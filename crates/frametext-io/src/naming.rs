//! File naming conventions for frames and their derived files.
//!
//! - `frames/0001.png` converts to `<output>/0001.txt`.
//! - The optional edge image lands next to the input as
//!   `frames/edges_0001.png`, and is skipped on later scans.
//! - Frames sharing a stem (`a.png`, `a.jpg`) would share a text file;
//!   [`plan_outputs`] keeps the first in scan order and refuses the rest.

use std::collections::HashMap;
use std::ffi::OsString;
use std::path::{Path, PathBuf};

use crate::FrameIoError;

/// File name prefix marking a saved edge image.
pub const EDGES_PREFIX: &str = "edges_";

/// Frame extensions accepted by the scanner, compared case-insensitively.
pub const SUPPORTED_EXTENSIONS: [&str; 3] = ["jpg", "jpeg", "png"];

/// Whether `path` has a supported frame extension.
#[must_use]
pub fn is_supported_frame(path: &Path) -> bool {
    path.extension()
        .and_then(|ext| ext.to_str())
        .is_some_and(|ext| {
            SUPPORTED_EXTENSIONS
                .iter()
                .any(|supported| ext.eq_ignore_ascii_case(supported))
        })
}

/// Whether `path` names a previously saved edge image.
#[must_use]
pub fn is_edges_artifact(path: &Path) -> bool {
    path.file_name()
        .and_then(|name| name.to_str())
        .is_some_and(|name| name.starts_with(EDGES_PREFIX))
}

/// Text output path for `input`: `<output_dir>/<input stem>.txt`.
#[must_use]
pub fn output_path(output_dir: &Path, input: &Path) -> PathBuf {
    let mut name = input.file_stem().unwrap_or_default().to_os_string();
    name.push(".txt");
    output_dir.join(name)
}

/// One frame and the text file it converts to.
#[derive(Debug, Clone, PartialEq, Eq)]
pub struct FrameJob {
    /// Input frame.
    pub input: PathBuf,
    /// Destination `.txt` file.
    pub output: PathBuf,
}

/// Pair every frame with its output path, in the order given.
///
/// Output names must be unique within a batch. When several frames map
/// to the same `.txt` file, the first one keeps it and every later one
/// becomes [`FrameIoError::OutputCollision`].
#[must_use]
pub fn plan_outputs(output_dir: &Path, frames: &[PathBuf]) -> Vec<Result<FrameJob, FrameIoError>> {
    let mut claimed: HashMap<PathBuf, &Path> = HashMap::with_capacity(frames.len());
    frames
        .iter()
        .map(|input| {
            let output = output_path(output_dir, input);
            if let Some(first) = claimed.get(&output) {
                return Err(FrameIoError::OutputCollision {
                    path: input.clone(),
                    output,
                    first: first.to_path_buf(),
                });
            }
            claimed.insert(output.clone(), input);
            Ok(FrameJob {
                input: input.clone(),
                output,
            })
        })
        .collect()
}

/// Edge image path for `input`: `edges_<file name>` in the same directory.
#[must_use]
pub fn edges_artifact_path(input: &Path) -> PathBuf {
    let mut name = OsString::from(EDGES_PREFIX);
    name.push(input.file_name().unwrap_or_default());
    input.with_file_name(name)
}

◆ ◆ ◆

WORK INSTRUCTION
Everything from the line with "refuses the rest." through the line with "several frames map" should be written out exactly as it appears above, end lines included, and nothing outside that range.

ANSWER BOX
//!   [`plan_outputs`] keeps the first in scan order and refuses the rest.

use std::collections::HashMap;
use std::ffi::OsString;
use std::path::{Path, PathBuf};

use crate::FrameIoError;

/// File name prefix marking a saved edge image.
pub const EDGES_PREFIX: &str = "edges_";

/// Frame extensions accepted by the scanner, compared case-insensitively.
pub const SUPPORTED_EXTENSIONS: [&str; 3] = ["jpg", "jpeg", "png"];

/// Whether `path` has a supported frame extension.
#[must_use]
pub fn is_supported_frame(path: &Path) -> bool {
    path.extension()
        .and_then(|ext| ext.to_str())
        .is_some_and(|ext| {
            SUPPORTED_EXTENSIONS
                .iter()
                .any(|supported| ext.eq_ignore_ascii_case(supported))
        })
}

/// Whether `path` names a previously saved edge image.
#[must_use]
pub fn is_edges_artifact(path: &Path) -> bool {
    path.file_name()
        .and_then(|name| name.to_str())
        .is_some_and(|name| name.starts_with(EDGES_PREFIX))
}

/// Text output path for `input`: `<output_dir>/<input stem>.txt`.
#[must_use]
pub fn output_path(output_dir: &Path, input: &Path) -> PathBuf {
    let mut name = input.file_stem().unwrap_or_default().to_os_string();
    name.push(".txt");
    output_dir.join(name)
}

/// One frame and the text file it converts to.
#[derive(Debug, Clone, PartialEq, Eq)]
pub struct FrameJob {
    /// Input frame.
    pub input: PathBuf,
    /// Destination `.txt` file.
    pub output: PathBuf,
}

/// Pair every frame with its output path, in the order given.
///
/// Output names must be unique within a batch. When several frames map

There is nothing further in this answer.